中国紡織工業連合会と非政府組織(NGO)のWWFチャイナは共同して環境対策プログラムを始めた。中国の繊維工場に水使用22・5%減やエネルギー使用30%減を呼びかけており、現地に2万以上のある繊維工場のうち3000工場の参加を目指す。スウェーデンのH&Mなどの海外アパレルや英HSBCといった金融機関もプログラムを支援する。日本からは繊維商社の豊島(名古屋市中区)が賛同し、現地の取引先にプログラムへの参加を勧める。
繊維・アパレル業界で始まった環境対策の震源地が欧州だ。2019年8月のフランスでの先進7カ国首脳会議(G7)直前、マクロン仏大統領の働きかけで「ファッション協定」が発足した。「グッチ」などのブランドを傘下に持つケリング・グループ、アルマーニ、シャネルといったアパレル企業が参加し、50年までの二酸化炭素(CO2)排出ゼロを掲げた。

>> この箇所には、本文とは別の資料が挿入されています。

use rule_lang::{Bindings, CallError, Engine, Rule, RuleError, Value};

fn eval(rule: &str, vars: Vec<(&str, Value)>) -> Result<bool, String> {
    let bindings: Bindings = vars.into_iter().collect();
    Engine::shared()
        .evaluate(rule, &bindings)
        .map_err(|e| e.to_string())
}

fn is_true(rule: &str) -> bool {
    eval(rule, vec![]).unwrap()
}

fn order() -> Vec<(&'static str, Value)> {
    vec![
        ("COUNTRY", Value::from("MA")),
        ("CURRENCY", Value::from("EGP")),
        ("TOTALAMOUNT", Value::from("50001")),
    ]
}

// ============================================================================
// Business Rules
// ============================================================================

#[test]
fn test_multiple_ands() {
    let rule = r#"COUNTRY=="MA" and CURRENCY=="EGP" && TOTALAMOUNT>50000"#;
    assert!(eval(rule, order()).unwrap());

    let rule = r#"COUNTRY = "EG" and CURRENCY=="EGP" && TOTALAMOUNT>50000"#;
    assert!(!eval(rule, order()).unwrap());

    let rule = r#"((COUNTRY=="EG") and (CURRENCY=="EGP") && (TOTALAMOUNT>50000))"#;
    assert!(!eval(rule, order()).unwrap());
}

#[test]
fn test_mixed_ors_and_ands() {
    let rule = r#"
        COUNTRY=="MA" and
        CURRENCY=="EGP" && (
        TOTALAMOUNT>50000 ||
        TOTALAMOUNT == 0)"#;
    assert!(eval(rule, order()).unwrap());
}

#[test]
fn test_null_variable_does_not_fail() {
    let rule = r#"COUNTRY == "EMD" && (PAYMENTCONDITION == "L000" || PAYMENTCONDITION=="L002"
        || PAYMENTCONDITION=="LM18" || PAYMENTCONDITION=="LM19" || PAYMENTCONDITION=="LM20")
        && (OFFERTYPE=="ZNOR" || OFFERTYPE=="ZNOD" || OFFERTYPE=="ZNOP")"#;
    let vars = vec![
        ("PAYMENTCONDITION", Value::from("LM18")),
        ("COUNTRY", Value::from("EMD")),
        ("OFFERTYPE", Value::Null),
    ];
    assert!(!eval(rule, vars).unwrap());
}

#[test]
fn test_long_rule() {
    let rule = r#"
        COUNTRY=="SA" && (CUSTOMERCODE=="0002950182" ||
        CUSTOMERCODE=="100130" || CUSTOMERCODE=="100143" ||
        CUSTOMERCODE=="100149" || CUSTOMERCODE=="0002951129" ||
        CUSTOMERCODE=="0002950746" || CUSTOMERCODE=="0002950747" ||
        CUSTOMERCODE=="0002950748" || CUSTOMERCODE=="0002950749" ||
        CUSTOMERCODE=="100392" || CUSTOMERCODE=="0002950751" ||
        CUSTOMERCODE=="0002950897" || CUSTOMERCODE=="100208" ||
        CUSTOMERCODE=="0002951140" || CUSTOMERCODE=="100209") &&
        ISDISCOUNT==1"#;
    let vars = |discount: &str| {
        vec![
            ("COUNTRY", Value::from("SA")),
            ("CUSTOMERCODE", Value::from("0002950751")),
            ("ISDISCOUNT", Value::from(discount)),
        ]
    };
    assert!(eval(rule, vars("1")).unwrap());
    assert!(!eval(rule, vars("0")).unwrap());
}

#[test]
fn test_negative_comparison() {
    let rule = r#"
        COUNTRY !== "EG" &&
        CUSTOMERCODE!="55350000" &&
        CUSTOMERCODE!="55358500" &&
        CUSTOMERCODE!="55303100" &&
        CURRENCY=="MAD" &&
        TOTALAMOUNT>500000 &&
        TOTALAMOUNT<=1000000"#;
    let vars = vec![
        ("COUNTRY", Value::from("MA")),
        ("CURRENCY", Value::from("MAD")),
        ("CUSTOMERCODE", Value::from("0002950751")),
        ("TOTALAMOUNT", Value::from("999999")),
    ];
    assert!(eval(rule, vars).unwrap());
}

#[test]
fn test_negative_numbers() {
    let rule = "TOTALAMOUNT > -1 && TOTALAMOUNT < 1";
    assert!(eval(rule, vec![("TOTALAMOUNT", Value::from("0"))]).unwrap());
    assert!(eval("TOTALAMOUNT = -1", vec![("TOTALAMOUNT", Value::Integer(-1))]).unwrap());
}

#[test]
fn test_spaces_in_values() {
    let vars = vec![("GREETING", Value::from("whaddup yall"))];
    assert!(eval(r#"GREETING is "whaddup yall""#, vars).unwrap());
}

#[test]
fn test_is_operator() {
    let amount = |v: &str| vec![("TOTALAMOUNT", Value::from(v))];
    assert!(eval("totalamount is -1", amount("-1")).unwrap());
    assert!(!eval("totalamount is 3", amount("-1")).unwrap());

    let rule = "totalamount is not 3 and 3 is not totalamount";
    assert!(eval(rule, amount("-1")).unwrap());
    assert!(!eval(rule, amount("3")).unwrap());
    assert!(eval(rule, amount("-3")).unwrap());
}

#[test]
fn test_spaces_between_tokens() {
    let rule = "totalamount   is     not   3
            and    3        is    not   totalamount
                and ( (  totalamount   is   totalamount   )
                    and   -2   <
            totalamount
        )";
    assert!(eval(rule, vec![("TOTALAMOUNT", Value::from("-1"))]).unwrap());
}

#[test]
fn test_single_line_comment_does_not_kill_the_rest() {
    let rule = " 2 > 3

            // and    3        is    not   totalamount

            or totalamount is -1
        ";
    assert!(eval(rule, vec![("totalamount", Value::from("-1"))]).unwrap());
}

// ============================================================================
// Operators
// ============================================================================

#[test]
fn test_all_operators() {
    let truthy = vec![
        "1 = 1", "1 is 1", "3 == 3", "4 === 4", "1 == 1.0", "1 !== 1.0", r#""4" == 4"#, "2 > 1", "1 < 2", "1 <> 2",
        "1 != 2", "1 is not 2", "1 <= 2", "2 <= 2", "3 >= 2", "2 >= 2", r#"4 !== "4""#,
    ];
    for rule in truthy {
        assert!(is_true(rule), "Expected true for: {}", rule);
    }

    let falsy = vec![
        "2 !== 2", "2 is not 2", r#""4" === 4"#, "4 !== 4", "1 === 1.0", "1.0 === 1",
    ];
    for rule in falsy {
        assert!(!is_true(rule), "Expected false for: {}", rule);
    }
}

#[test]
fn test_in_operator() {
    let foo = || vec![("foo", Value::from(vec![123, 12]))];
    assert!(eval("123 in foo", foo()).unwrap());
    assert!(!eval(r#""123" in foo"#, foo()).unwrap());
    assert!(!is_true(r#""123" in [123, 12]"#));
    assert!(is_true("123 in [123, 12]"));
    assert!(!is_true("1 in [1.0]"));
    assert!(is_true("1.5 in [1, 1.5]"));
    assert!(!eval("123 in foo", vec![("foo", Value::from(vec![123.0, 12.0]))]).unwrap());
    assert!(is_true(r#""123" in "321,123".split(",")"#));

    assert_eq!(eval(r#""123" in "foo""#, vec![]).unwrap_err(), r#"Expected array, got "string""#);
}

#[test]
fn test_comments_are_ignored() {
    assert!(!is_true("1 = 2 // or 1 = 1"));
    assert!(is_true("1 = 1 # and 2 = 1"));
    assert!(!is_true("1 = 1 /* or 2 = 1 */ and 2 != 2"));
    assert!(is_true("1 = 3 /* or 2 = 1 */ or 2 = 2"));
    assert!(is_true("1 /* test */ = 1 /* test */ and /* test */ 2 /* test */ = /* test */ 2"));
    assert!(!is_true("1 == 2 // || 1 == 1"));
    assert!(is_true("1 == 1 // && 2 == 1"));
}

#[test]
fn test_equal_operator_with_variables() {
    let foo = |n: i64| vec![("foo", Value::Integer(n))];
    assert!(eval("foo == -1", foo(-1)).unwrap());
    assert!(!eval("foo == 3", foo(-1)).unwrap());
    assert!(eval("foo != 3 && 3 != foo", foo(-1)).unwrap());
    assert!(!eval("foo != 3 && 3 != foo", foo(3)).unwrap());
    assert!(eval("foo != 3 && 3 != foo", foo(-3)).unwrap());
}

// ============================================================================
// Method and Function Calls
// ============================================================================

#[test]
fn test_method_calls() {
    let rules = vec![
        r#"1 === 2 || ("foo|bar|baz".split("|") === ["foo", "bar", "baz"] && 2 < 3)"#,
        r#""foo".toUpperCase() === "FOO""#,
        r#""HeLLo World".charAt(3) === "l".toUpperCase()"#,
        r#"["foo", "bar", "baz"] === "foo|bar|baz".split("|")"#,
        r#"["foo", "bar", "baz"].join("|") === "foo|bar|baz""#,
        r#""a,b,c".split(",").join("-") === "a-b-c""#,
        r#""  padded ".trim() === "padded""#,
        r#""Hello".startsWith("He") === true && "Hello".endsWith("lo") === true"#,
        r#""Hello".indexOf("l") === 2 && "Hello".substr(1, 3) === "ell""#,
        r#""abc".concat("def", 1) === "abcdef1""#,
        r#"/^foo$/i.test("FOO") === true"#,
        r#""a1b2c3".replace(/\d/g, "") === "abc""#,
        r#""ABC".toLowerCase() === "abc""#,
        r#"parseInt("42px") === 42 && parseFloat("3.5kg") === 3.5"#,
    ];
    for rule in rules {
        assert!(is_true(rule), "Expected true for: {}", rule);
    }

    let vars = vec![("foo", Value::Integer(3))];
    let rule = r#"foo === 3 && "bar" in "foo|bar|baz".split("|") && 4 > foo"#;
    assert!(eval(rule, vars).unwrap());
}

#[test]
fn test_multiline_rule_with_calls() {
    let rule = r#"// Something true
        1 === 1 &&
        /* And something true */
        "foo|bar|baz".split("|") === ["foo", "bar", "baz"] && (2 < 3) &&
        // bar is indeed in the array
        "bar" in "foo|bar".split("|") &&
        // More
        [1, 4, /* sneak */ 3].join("") === "143" &&
        // More
        "bar".toUpperCase() === "BAR"
        "#;
    assert!(is_true(rule));
}

#[test]
fn test_replace() {
    assert!(eval(r#"foo.replace("a", "A") === "bAr""#, vec![("foo", Value::from("bar"))]).unwrap());
    assert!(is_true(r#""bar".replace("r", "R") === "baR""#));
    assert!(is_true(r#""bar".replace() === "bar""#));
    assert!(is_true(r#""bar".replace("r") === "baundefined""#));
}

#[test]
fn test_method_on_wrong_receiver() {
    assert_eq!(
        eval(r#""abc".join("-") === "a""#, vec![]).unwrap_err(),
        r#""abc".join is not a function at position 5 on line 1"#
    );
}

#[test]
fn test_user_defined_callables() {
    let mut engine = Engine::new();
    engine.register_function("max", |_: Option<&Value>, args: &[Value]| -> Result<Value, CallError> {
        args.iter()
            .map(Value::to_number)
            .reduce(f64::max)
            .map(Value::Float)
            .ok_or_else(|| CallError::Type("max() needs arguments".into()))
    });
    engine.register_method("reverse", |receiver: Option<&Value>, _: &[Value]| -> Result<Value, CallError> {
        match receiver {
            Some(Value::String(s)) => Ok(Value::String(s.chars().rev().collect())),
            _ => Err(CallError::Type("reverse() needs a string".into())),
        }
    });

    let bindings: Bindings = [("a", 3), ("b", 9)].into_iter().collect();
    assert!(engine.evaluate("max(a, b, 4) = 9", &bindings).unwrap());
    assert!(engine.evaluate(r#""abc".reverse() === "cba""#, &bindings).unwrap());

    let err = engine.evaluate("max() = 1", &bindings).unwrap_err();
    assert_eq!(err.to_string(), "max() needs arguments at position 0 on line 1");

    // The shared engine is untouched
    assert!(Engine::shared().evaluate("max(1) = 1", &bindings).is_err());
}

// ============================================================================
// Rule API
// ============================================================================

#[test]
fn test_rule_is_true_and_false() {
    let vars: Bindings = order().into_iter().collect();
    let mut rule = Rule::new(r#"COUNTRY == "MA""#, vars.clone());
    assert!(rule.is_true().unwrap());
    assert!(!rule.is_false().unwrap());

    let mut rule = Rule::new(r#"COUNTRY == "EG""#, vars);
    assert!(rule.is_false().unwrap());
}

#[test]
fn test_rule_validation() {
    let mut rule = Rule::new("1 = 1 &&", Bindings::new());
    assert!(!rule.is_valid());
    assert_eq!(rule.error(), "Incomplete and/or condition");
    assert!(matches!(rule.last_error(), Some(RuleError::Syntax { .. })));

    let mut rule = Rule::new("2 > 1", Bindings::new());
    assert!(rule.is_valid());
    assert_eq!(rule.error(), "");
    assert!(rule.last_error().is_none());
    assert!(rule.is_true().unwrap());
}

#[test]
fn test_custom_tokens() {
    let mut engine = Engine::new();
    engine.register_token("equal", r"equals\b", 116).unwrap();
    engine.register_token("and", r"plus\b", 116).unwrap();
    assert!(engine.evaluate("1 equals 1 plus 2 equals 2", &Bindings::new()).unwrap());
    assert!(engine.register_token("equal", "(", 10).is_err());
}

スポーツアパレルも積極的だ。ドイツ・アディダスは21年夏、リサイクル可能な素材で作ったランニングシューズを発売する。素材1種類から接着剤を使わずにシューズを製造するため、使用後に分解して溶かし、形状を再生するとシューズを作れる。
有名企業が一斉に動きだした背景に、業界への厳しい視線がある。米マッキンゼー・アンド・カンパニーなどの報告書によると、繊維・アパレル業界の温室効果ガス排出量は世界全体の6%を占める。染色に大量のエネルギーが使われているからだ。また世界銀行は工業用水の全汚染の20%が繊維工場の排水が原因と指摘した。こうした状況もあり、国連貿易開発会議は環境汚染産業の1位に石油、2位に繊維・アパレルを挙げた。

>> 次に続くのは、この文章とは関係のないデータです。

//! Built-in string, array and regex methods.

use super::{Registry, arg, to_integer};
use crate::error::CallError;
use crate::value::Value;

pub(super) fn register_all(registry: &mut Registry) {
    registry.register_method("charAt", char_at);
    registry.register_method("concat", concat);
    registry.register_method("endsWith", ends_with);
    registry.register_method("indexOf", index_of);
    registry.register_method("join", join);
    registry.register_method("replace", replace);
    registry.register_method("split", split);
    registry.register_method("startsWith", starts_with);
    registry.register_method("substr", substr);
    registry.register_method("test", test);
    registry.register_method("toLowerCase", to_lower_case);
    registry.register_method("toUpperCase", to_upper_case);
    registry.register_method("trim", trim);
}

fn not_a_function(receiver: Option<&Value>, method: &str) -> CallError {
    CallError::NotAFunction {
        receiver: receiver.map(|v| v.to_string()).unwrap_or_else(|| "undefined".into()),
        method: method.to_string(),
    }
}

fn string_receiver<'a>(receiver: Option<&'a Value>, method: &str) -> Result<&'a str, CallError> {
    match receiver {
        Some(Value::String(s)) => Ok(s),
        other => Err(not_a_function(other, method)),
    }
}

/// Clamps a possibly negative index into `0..=len`, counting negatives from the end.
fn relative_index(index: i64, len: usize) -> usize {
    if index < 0 {
        len.saturating_sub(index.unsigned_abs() as usize)
    } else {
        (index as usize).min(len)
    }
}

/// .charAt(index) - character at index, or "" when out of range
fn char_at(receiver: Option<&Value>, args: &[Value]) -> Result<Value, CallError> {
    let s = string_receiver(receiver, "charAt")?;
    let index = to_integer(arg(args, 0));
    let ch = usize::try_from(index)
        .ok()
        .and_then(|i| s.chars().nth(i))
        .map(String::from)
        .unwrap_or_default();
    Ok(Value::String(ch))
}

/// .concat(...values) - string concatenation, or array concatenation on arrays
fn concat(receiver: Option<&Value>, args: &[Value]) -> Result<Value, CallError> {
    match receiver {
        Some(Value::String(s)) => {
            let mut result = s.clone();
            for value in args {
                result.push_str(&value.to_js_string());
            }
            Ok(Value::String(result))
        }
        Some(Value::Array(items)) => {
            let mut result = items.clone();
            for value in args {
                match value {
                    Value::Array(more) => result.extend(more.iter().cloned()),
                    other => result.push(other.clone()),
                }
            }
            Ok(Value::Array(result))
        }
        other => Err(not_a_function(other, "concat")),
    }
}

/// .indexOf(needle, from) - position of the first occurrence, -1 when absent
fn index_of(receiver: Option<&Value>, args: &[Value]) -> Result<Value, CallError> {
    let from = to_integer(arg(args, 1));
    match receiver {
        Some(Value::String(s)) => {
            let chars: Vec<char> = s.chars().collect();
            let needle: Vec<char> = arg(args, 0).to_js_string().chars().collect();
            let start = relative_index(from.max(0), chars.len());
            let found = (start..=chars.len())
                .find(|&i| chars[i..].starts_with(&needle))
                .map(|i| i as i64)
                .unwrap_or(-1);
            Ok(Value::Integer(found))
        }
        Some(Value::Array(items)) => {
            let needle = arg(args, 0);
            let start = relative_index(from, items.len());
            let found = items[start..]
                .iter()
                .position(|v| v.strict_eq(needle))
                .map(|i| (i + start) as i64)
                .unwrap_or(-1);
            Ok(Value::Integer(found))
        }
        other => Err(not_a_function(other, "indexOf")),
    }
}

/// .join(glue) - array elements joined by glue (default ",")
fn join(receiver: Option<&Value>, args: &[Value]) -> Result<Value, CallError> {
    let items = match receiver {
        Some(Value::Array(items)) => items,
        other => return Err(not_a_function(other, "join")),
    };
    let glue = match arg(args, 0) {
        Value::Undefined => ",".to_string(),
        glue => glue.to_js_string(),
    };
    let joined = items
        .iter()
        .map(|v| if v.is_nullish() { String::new() } else { v.to_js_string() })
        .collect::<Vec<_>>()
        .join(&glue);
    Ok(Value::String(joined))
}

/// .replace(search, replacement) - first match, or every match for a /g regex
fn replace(receiver: Option<&Value>, args: &[Value]) -> Result<Value, CallError> {
    let s = string_receiver(receiver, "replace")?;
    if args.is_empty() {
        return Ok(Value::String(s.to_string()));
    }
    let replacement = arg(args, 1).to_js_string();

    let result = match &args[0] {
        Value::Regex(literal) => {
            let re = literal.compile()?;
            let limit = if literal.is_global() { 0 } else { 1 };
            if re.captures_len() > 1 {
                re.replacen(s, limit, replacement.as_str()).into_owned()
            } else {
                re.replacen(s, limit, regex::NoExpand(&replacement)).into_owned()
            }
        }
        search => s.replacen(&search.to_js_string(), &replacement, 1),
    };
    Ok(Value::String(result))
}

/// .split(separator, limit) - string pieces; a regex separator is allowed
fn split(receiver: Option<&Value>, args: &[Value]) -> Result<Value, CallError> {
    let s = string_receiver(receiver, "split")?;
    let mut parts: Vec<String> = match arg(args, 0) {
        Value::Undefined => vec![s.to_string()],
        Value::Regex(literal) => literal.compile()?.split(s).map(String::from).collect(),
        separator => {
            let separator = separator.to_js_string();
            if separator.is_empty() {
                s.chars().map(String::from).collect()
            } else {
                s.split(separator.as_str()).map(String::from).collect()
            }
        }
    };
    if let limit @ (Value::Integer(_) | Value::Float(_) | Value::String(_)) = arg(args, 1) {
        parts.truncate(to_integer(limit).max(0) as usize);
    }
    Ok(Value::Array(parts.into_iter().map(Value::String).collect()))
}

/// .startsWith(search, position)
fn starts_with(receiver: Option<&Value>, args: &[Value]) -> Result<Value, CallError> {
    let s = string_receiver(receiver, "startsWith")?;
    let chars: Vec<char> = s.chars().collect();
    let start = relative_index(to_integer(arg(args, 1)).max(0), chars.len());
    let rest: String = chars[start..].iter().collect();
    Ok(Value::Boolean(rest.starts_with(&arg(args, 0).to_js_string())))
}

/// .endsWith(search, length)
fn ends_with(receiver: Option<&Value>, args: &[Value]) -> Result<Value, CallError> {
    let s = string_receiver(receiver, "endsWith")?;
    let chars: Vec<char> = s.chars().collect();
    let end = match arg(args, 1) {
        Value::Undefined => chars.len(),
        length => relative_index(to_integer(length).max(0), chars.len()),
    };
    let head: String = chars[..end].iter().collect();
    Ok(Value::Boolean(head.ends_with(&arg(args, 0).to_js_string())))
}

/// .substr(start, length) - negative start counts from the end
fn substr(receiver: Option<&Value>, args: &[Value]) -> Result<Value, CallError> {
    let s = string_receiver(receiver, "substr")?;
    let chars: Vec<char> = s.chars().collect();
    let start = relative_index(to_integer(arg(args, 0)), chars.len());
    let length = match arg(args, 1) {
        Value::Undefined => chars.len(),
        length => to_integer(length).max(0) as usize,
    };
    let end = start.saturating_add(length).min(chars.len());
    Ok(Value::String(chars[start..end].iter().collect()))
}

/// /regex/.test(subject) - whether the subject matches; false without a subject
fn test(receiver: Option<&Value>, args: &[Value]) -> Result<Value, CallError> {
    let literal = match receiver {
        Some(Value::Regex(literal)) => literal,
        other => return Err(not_a_function(other, "test")),
    };
    let subject = match args.first() {
        Some(subject) => subject.to_js_string(),
        None => return Ok(Value::Boolean(false)),
    };
    Ok(Value::Boolean(literal.compile()?.is_match(&subject)))
}

fn to_lower_case(receiver: Option<&Value>, _args: &[Value]) -> Result<Value, CallError> {
    Ok(Value::String(string_receiver(receiver, "toLowerCase")?.to_lowercase()))
}

fn to_upper_case(receiver: Option<&Value>, _args: &[Value]) -> Result<Value, CallError> {
    Ok(Value::String(string_receiver(receiver, "toUpperCase")?.to_uppercase()))
}

fn trim(receiver: Option<&Value>, _args: &[Value]) -> Result<Value, CallError> {
    Ok(Value::String(string_receiver(receiver, "trim")?.trim().to_string()))
}
use thiserror::Error;

use crate::lexer::Location;

/// Errors raised anywhere in the rule pipeline.
///
/// The first error aborts the whole evaluation. Located variants render as
/// `"<message> at position <p> on line <l>"`, where the position is the byte
/// column inside the current line.
#[derive(Error, Debug, Clone, PartialEq)]
pub enum RuleError {
    /// Malformed rule text (unexpected or missing tokens, unbalanced parentheses)
    #[error("{message}{}", suffix(.location))]
    Syntax {
        message: String,
        location: Option<Location>,
    },

    /// A referenced variable has no binding
    #[error("Undefined variable \"{name}\"{location}")]
    UndefinedVariable { name: String, location: Location },

    /// Free function call to a name missing from the registry
    #[error("undefined is not a function{location}")]
    UndefinedFunction { name: String, location: Location },

    /// Method call to a name missing from the registry
    #[error("undefined is not a function{location}")]
    UndefinedMethod { name: String, location: Location },

    /// Operand or argument of the wrong type
    #[error("{message}{}", suffix(.location))]
    Type {
        message: String,
        location: Option<Location>,
    },

    /// The boolean-algebra reduction met something it cannot fold
    #[error("{0}")]
    Evaluation(String),

    /// A token pattern registered at runtime failed to compile
    #[error("Invalid pattern for token {kind}: {message}")]
    InvalidPattern { kind: String, message: String },

    /// Input rejected by the configured limits
    #[error("{0}")]
    LimitExceeded(String),
}

fn suffix(location: &Option<Location>) -> String {
    location.map(|l| l.to_string()).unwrap_or_default()
}

impl RuleError {
    pub(crate) fn syntax_at(message: impl Into<String>, location: Location) -> Self {
        RuleError::Syntax {
            message: message.into(),
            location: Some(location),
        }
    }

    pub(crate) fn syntax(message: impl Into<String>) -> Self {
        RuleError::Syntax {
            message: message.into(),
            location: None,
        }
    }

    /// Where in the rule text the error was detected, if known.
    pub fn location(&self) -> Option<Location> {
        match self {
            RuleError::Syntax { location, .. } | RuleError::Type { location, .. } => *location,
            RuleError::UndefinedVariable { location, .. }
            | RuleError::UndefinedFunction { location, .. }
            | RuleError::UndefinedMethod { location, .. } => Some(*location),
            _ => None,
        }
    }
}

/// Error returned by a built-in or registered callable.
///
/// Callables know nothing about where they were invoked; the resolver attaches
/// the call site when it turns this into a [`RuleError`].
#[derive(Error, Debug, Clone, PartialEq)]
pub enum CallError {
    /// The receiver does not support the method (`"abc".join is not a function`)
    #[error("{receiver}.{method} is not a function")]
    NotAFunction { receiver: String, method: String },

    /// Any other failure inside the callable
    #[error("{0}")]
    Type(String),
}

日本企業も取り組みを加速している。ファーストリテイリングは客から「ユニクロ」ブランドの商品を回収し、新しい商品にする「リ・ユニクロ」を始めた。11月には第1弾として回収後の商品を再生したダウンジャケットを発売した。青山商事は染色の水使用を削減して製造したスーツを発売。染色後の水を浄化して再利用する中国メーカーが製造した生地を採用した。
日本の業界は構造的な環境問題を抱えている。欠品を防ぐため年40億点の衣類を供給するが、多くが売れ残っている。しかも日本で流通する商品の9割以上が輸入。日本の業界は海外で環境負荷をかけて生産した商品を大量に廃棄している。
WWFジャパンの金子幸史氏は「日本において企業と消費者が環境問題を正しく理解し、サプライチェーン(供給網)の上流に良い影響を与え、持続可能な流れにしていくことが望ましい」と期待する。海外の生産拠点に環境対応を働きかけることが、日本の繊維・アパレル業界には必要といえそうだ。